Only the lines containing "NowRef" belong in the answer; find them in the material below.
*** Source records
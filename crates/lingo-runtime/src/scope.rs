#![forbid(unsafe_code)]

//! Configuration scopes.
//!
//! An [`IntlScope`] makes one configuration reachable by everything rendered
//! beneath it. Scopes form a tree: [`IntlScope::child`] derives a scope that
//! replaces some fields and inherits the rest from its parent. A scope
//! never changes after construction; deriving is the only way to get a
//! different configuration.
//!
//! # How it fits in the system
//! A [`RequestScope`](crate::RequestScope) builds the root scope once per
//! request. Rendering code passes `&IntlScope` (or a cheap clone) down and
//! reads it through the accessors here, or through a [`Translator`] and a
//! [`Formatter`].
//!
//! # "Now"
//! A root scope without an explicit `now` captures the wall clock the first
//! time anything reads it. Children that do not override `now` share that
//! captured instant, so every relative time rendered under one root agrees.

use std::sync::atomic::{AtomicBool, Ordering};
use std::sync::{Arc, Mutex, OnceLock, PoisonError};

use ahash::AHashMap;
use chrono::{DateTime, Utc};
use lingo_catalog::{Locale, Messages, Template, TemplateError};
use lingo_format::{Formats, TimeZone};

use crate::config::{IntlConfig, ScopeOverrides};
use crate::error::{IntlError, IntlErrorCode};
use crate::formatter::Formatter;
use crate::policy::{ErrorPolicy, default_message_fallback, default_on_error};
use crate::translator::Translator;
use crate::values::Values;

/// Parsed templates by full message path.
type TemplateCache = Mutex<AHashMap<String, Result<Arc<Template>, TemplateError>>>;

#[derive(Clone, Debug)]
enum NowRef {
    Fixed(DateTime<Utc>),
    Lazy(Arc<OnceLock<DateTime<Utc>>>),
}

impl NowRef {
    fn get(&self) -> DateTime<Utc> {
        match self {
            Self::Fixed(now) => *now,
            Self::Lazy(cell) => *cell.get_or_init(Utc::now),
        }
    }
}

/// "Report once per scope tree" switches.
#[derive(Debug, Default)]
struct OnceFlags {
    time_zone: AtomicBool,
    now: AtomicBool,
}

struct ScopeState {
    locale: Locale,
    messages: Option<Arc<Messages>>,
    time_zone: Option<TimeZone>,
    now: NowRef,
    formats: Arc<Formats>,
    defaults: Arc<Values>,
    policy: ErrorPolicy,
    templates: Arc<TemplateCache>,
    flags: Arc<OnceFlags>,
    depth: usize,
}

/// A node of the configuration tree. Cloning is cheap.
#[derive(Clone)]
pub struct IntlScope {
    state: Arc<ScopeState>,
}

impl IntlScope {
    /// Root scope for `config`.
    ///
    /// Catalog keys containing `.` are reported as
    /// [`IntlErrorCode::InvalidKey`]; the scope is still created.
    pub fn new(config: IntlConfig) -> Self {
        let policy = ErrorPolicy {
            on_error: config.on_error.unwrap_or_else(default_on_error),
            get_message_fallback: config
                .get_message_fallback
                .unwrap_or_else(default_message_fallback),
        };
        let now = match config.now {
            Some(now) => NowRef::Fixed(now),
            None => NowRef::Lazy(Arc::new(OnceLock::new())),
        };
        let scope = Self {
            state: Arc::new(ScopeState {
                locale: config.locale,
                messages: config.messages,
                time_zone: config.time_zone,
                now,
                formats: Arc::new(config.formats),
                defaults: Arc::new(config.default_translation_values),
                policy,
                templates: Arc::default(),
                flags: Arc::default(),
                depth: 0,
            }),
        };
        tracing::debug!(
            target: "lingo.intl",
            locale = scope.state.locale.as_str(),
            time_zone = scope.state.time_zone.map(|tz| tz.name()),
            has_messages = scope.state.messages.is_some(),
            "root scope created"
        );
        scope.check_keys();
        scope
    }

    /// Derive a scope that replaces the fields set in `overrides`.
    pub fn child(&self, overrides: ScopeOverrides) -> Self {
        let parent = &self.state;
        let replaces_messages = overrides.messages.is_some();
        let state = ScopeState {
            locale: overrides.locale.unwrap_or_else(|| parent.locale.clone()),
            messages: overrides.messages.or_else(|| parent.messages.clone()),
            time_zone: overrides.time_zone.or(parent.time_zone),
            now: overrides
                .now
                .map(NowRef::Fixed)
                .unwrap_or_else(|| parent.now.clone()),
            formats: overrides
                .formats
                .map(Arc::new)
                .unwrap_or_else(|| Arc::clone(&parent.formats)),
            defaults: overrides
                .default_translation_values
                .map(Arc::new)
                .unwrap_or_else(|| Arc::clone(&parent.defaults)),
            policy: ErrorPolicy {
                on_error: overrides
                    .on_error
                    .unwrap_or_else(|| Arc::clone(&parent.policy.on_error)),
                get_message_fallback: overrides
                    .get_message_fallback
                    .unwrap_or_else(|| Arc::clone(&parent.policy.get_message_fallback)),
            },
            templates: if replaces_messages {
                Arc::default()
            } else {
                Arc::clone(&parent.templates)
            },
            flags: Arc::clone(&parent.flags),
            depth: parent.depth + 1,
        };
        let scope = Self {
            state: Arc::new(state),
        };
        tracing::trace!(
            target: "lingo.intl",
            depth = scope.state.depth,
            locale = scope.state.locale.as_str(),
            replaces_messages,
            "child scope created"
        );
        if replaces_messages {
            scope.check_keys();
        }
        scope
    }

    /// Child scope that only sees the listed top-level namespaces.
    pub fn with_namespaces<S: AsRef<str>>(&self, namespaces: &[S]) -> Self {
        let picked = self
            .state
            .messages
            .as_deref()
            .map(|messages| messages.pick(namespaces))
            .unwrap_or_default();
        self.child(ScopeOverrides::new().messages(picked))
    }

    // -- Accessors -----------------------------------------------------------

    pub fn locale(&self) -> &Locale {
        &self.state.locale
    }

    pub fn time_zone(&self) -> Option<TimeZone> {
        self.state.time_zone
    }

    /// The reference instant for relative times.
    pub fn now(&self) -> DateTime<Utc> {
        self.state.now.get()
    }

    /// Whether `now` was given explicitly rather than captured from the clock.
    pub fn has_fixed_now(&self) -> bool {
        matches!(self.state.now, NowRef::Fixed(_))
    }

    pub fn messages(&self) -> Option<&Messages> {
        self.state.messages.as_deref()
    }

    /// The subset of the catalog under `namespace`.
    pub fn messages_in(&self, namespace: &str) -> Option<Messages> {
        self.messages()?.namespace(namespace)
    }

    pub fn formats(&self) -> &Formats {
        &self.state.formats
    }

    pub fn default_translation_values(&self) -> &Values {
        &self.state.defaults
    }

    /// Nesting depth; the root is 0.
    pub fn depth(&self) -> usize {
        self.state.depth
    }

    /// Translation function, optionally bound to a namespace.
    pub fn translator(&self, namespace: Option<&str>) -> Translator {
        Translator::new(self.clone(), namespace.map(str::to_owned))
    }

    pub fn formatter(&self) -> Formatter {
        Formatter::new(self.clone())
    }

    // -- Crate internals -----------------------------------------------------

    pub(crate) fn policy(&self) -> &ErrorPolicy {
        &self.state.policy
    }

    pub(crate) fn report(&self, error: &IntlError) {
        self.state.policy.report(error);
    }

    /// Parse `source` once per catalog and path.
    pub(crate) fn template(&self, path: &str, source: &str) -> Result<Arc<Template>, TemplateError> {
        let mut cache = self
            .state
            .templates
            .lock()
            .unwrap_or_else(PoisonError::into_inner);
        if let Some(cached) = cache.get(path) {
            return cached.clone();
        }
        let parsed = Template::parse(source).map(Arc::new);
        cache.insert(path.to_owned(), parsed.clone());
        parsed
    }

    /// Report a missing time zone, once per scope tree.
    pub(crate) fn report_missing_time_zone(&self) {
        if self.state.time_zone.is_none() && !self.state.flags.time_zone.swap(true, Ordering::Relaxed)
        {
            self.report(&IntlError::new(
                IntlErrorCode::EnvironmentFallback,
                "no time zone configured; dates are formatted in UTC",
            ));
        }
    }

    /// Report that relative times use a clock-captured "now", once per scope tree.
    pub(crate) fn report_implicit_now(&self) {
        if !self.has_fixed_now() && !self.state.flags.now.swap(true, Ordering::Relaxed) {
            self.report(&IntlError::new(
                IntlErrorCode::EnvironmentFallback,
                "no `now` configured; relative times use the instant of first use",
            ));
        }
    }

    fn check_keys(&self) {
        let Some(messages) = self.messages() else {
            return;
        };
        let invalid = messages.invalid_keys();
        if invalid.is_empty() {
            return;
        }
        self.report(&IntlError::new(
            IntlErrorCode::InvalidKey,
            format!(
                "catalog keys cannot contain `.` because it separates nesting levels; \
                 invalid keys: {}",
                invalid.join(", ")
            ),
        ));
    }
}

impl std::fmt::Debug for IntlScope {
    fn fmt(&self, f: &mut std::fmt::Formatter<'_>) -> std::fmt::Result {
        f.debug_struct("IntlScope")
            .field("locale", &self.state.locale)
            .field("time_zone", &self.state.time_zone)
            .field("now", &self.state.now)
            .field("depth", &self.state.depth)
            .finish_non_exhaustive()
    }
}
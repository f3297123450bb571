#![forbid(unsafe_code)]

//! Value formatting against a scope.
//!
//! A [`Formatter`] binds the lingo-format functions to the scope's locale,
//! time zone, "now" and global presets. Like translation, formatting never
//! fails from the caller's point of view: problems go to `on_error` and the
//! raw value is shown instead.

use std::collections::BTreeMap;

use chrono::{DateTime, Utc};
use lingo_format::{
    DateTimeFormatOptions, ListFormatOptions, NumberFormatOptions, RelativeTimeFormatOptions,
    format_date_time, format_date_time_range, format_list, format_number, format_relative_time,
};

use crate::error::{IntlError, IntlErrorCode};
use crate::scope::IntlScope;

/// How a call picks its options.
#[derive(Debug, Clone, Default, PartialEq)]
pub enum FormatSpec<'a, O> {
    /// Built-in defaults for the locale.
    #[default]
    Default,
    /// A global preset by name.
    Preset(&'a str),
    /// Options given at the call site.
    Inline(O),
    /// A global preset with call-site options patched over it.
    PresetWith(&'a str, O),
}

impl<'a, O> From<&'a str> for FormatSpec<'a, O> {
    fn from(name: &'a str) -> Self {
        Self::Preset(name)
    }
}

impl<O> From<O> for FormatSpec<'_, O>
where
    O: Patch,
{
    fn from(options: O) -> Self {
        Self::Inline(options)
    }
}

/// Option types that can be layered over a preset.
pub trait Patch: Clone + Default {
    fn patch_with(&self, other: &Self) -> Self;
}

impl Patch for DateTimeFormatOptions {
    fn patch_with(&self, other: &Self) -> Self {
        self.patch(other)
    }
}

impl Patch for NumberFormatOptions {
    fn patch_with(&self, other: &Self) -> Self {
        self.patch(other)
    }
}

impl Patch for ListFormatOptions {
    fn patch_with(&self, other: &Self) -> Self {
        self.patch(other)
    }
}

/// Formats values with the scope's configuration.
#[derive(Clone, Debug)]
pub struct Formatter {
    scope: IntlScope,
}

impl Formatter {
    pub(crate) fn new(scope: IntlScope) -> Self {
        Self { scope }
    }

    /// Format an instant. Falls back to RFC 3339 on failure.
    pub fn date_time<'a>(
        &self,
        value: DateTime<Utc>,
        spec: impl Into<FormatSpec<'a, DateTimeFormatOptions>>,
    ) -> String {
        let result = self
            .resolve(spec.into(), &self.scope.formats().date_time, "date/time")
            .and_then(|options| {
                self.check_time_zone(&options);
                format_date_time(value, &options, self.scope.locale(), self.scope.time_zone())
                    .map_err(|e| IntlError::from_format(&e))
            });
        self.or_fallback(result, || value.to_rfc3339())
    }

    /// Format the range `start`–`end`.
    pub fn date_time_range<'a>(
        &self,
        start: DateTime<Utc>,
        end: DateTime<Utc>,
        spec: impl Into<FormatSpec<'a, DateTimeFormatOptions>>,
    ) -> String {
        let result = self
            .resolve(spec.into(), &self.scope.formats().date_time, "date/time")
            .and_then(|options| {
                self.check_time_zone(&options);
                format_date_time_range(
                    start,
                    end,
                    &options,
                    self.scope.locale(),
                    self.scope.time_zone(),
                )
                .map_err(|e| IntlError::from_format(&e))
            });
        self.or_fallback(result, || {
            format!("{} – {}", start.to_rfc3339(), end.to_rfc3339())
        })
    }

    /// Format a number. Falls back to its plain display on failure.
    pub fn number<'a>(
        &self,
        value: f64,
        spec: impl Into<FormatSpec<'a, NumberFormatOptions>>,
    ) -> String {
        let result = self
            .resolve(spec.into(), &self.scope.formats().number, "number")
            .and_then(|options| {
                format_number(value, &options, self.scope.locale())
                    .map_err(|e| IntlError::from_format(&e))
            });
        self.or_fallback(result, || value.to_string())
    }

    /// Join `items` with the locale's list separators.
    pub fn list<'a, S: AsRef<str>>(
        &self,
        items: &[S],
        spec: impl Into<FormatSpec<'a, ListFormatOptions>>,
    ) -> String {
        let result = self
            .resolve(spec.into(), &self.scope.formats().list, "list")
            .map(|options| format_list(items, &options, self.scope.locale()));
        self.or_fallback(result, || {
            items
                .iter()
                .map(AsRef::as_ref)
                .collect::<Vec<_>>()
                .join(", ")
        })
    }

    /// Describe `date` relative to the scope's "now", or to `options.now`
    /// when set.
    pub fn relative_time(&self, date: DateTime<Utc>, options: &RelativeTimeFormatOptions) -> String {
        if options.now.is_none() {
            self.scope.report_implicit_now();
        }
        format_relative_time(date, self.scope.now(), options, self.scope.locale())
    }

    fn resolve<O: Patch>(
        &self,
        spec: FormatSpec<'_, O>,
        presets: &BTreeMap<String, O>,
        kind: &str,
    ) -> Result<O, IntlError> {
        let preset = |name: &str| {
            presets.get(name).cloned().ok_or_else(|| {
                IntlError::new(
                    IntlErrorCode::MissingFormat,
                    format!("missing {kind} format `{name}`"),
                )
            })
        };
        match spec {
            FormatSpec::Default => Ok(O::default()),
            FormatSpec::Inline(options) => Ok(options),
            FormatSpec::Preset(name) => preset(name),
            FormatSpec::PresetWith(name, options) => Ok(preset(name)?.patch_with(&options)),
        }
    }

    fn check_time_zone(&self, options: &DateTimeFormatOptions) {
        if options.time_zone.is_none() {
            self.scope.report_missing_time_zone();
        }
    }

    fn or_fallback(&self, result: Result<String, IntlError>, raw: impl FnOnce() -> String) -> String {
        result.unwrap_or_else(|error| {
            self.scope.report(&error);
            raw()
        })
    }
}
******
■ Worked solution ■
enum NowRef {
impl NowRef {
    now: NowRef,
            Some(now) => NowRef::Fixed(now),
            None => NowRef::Lazy(Arc::new(OnceLock::new())),
                .map(NowRef::Fixed)
        matches!(self.state.now, NowRef::Fixed(_))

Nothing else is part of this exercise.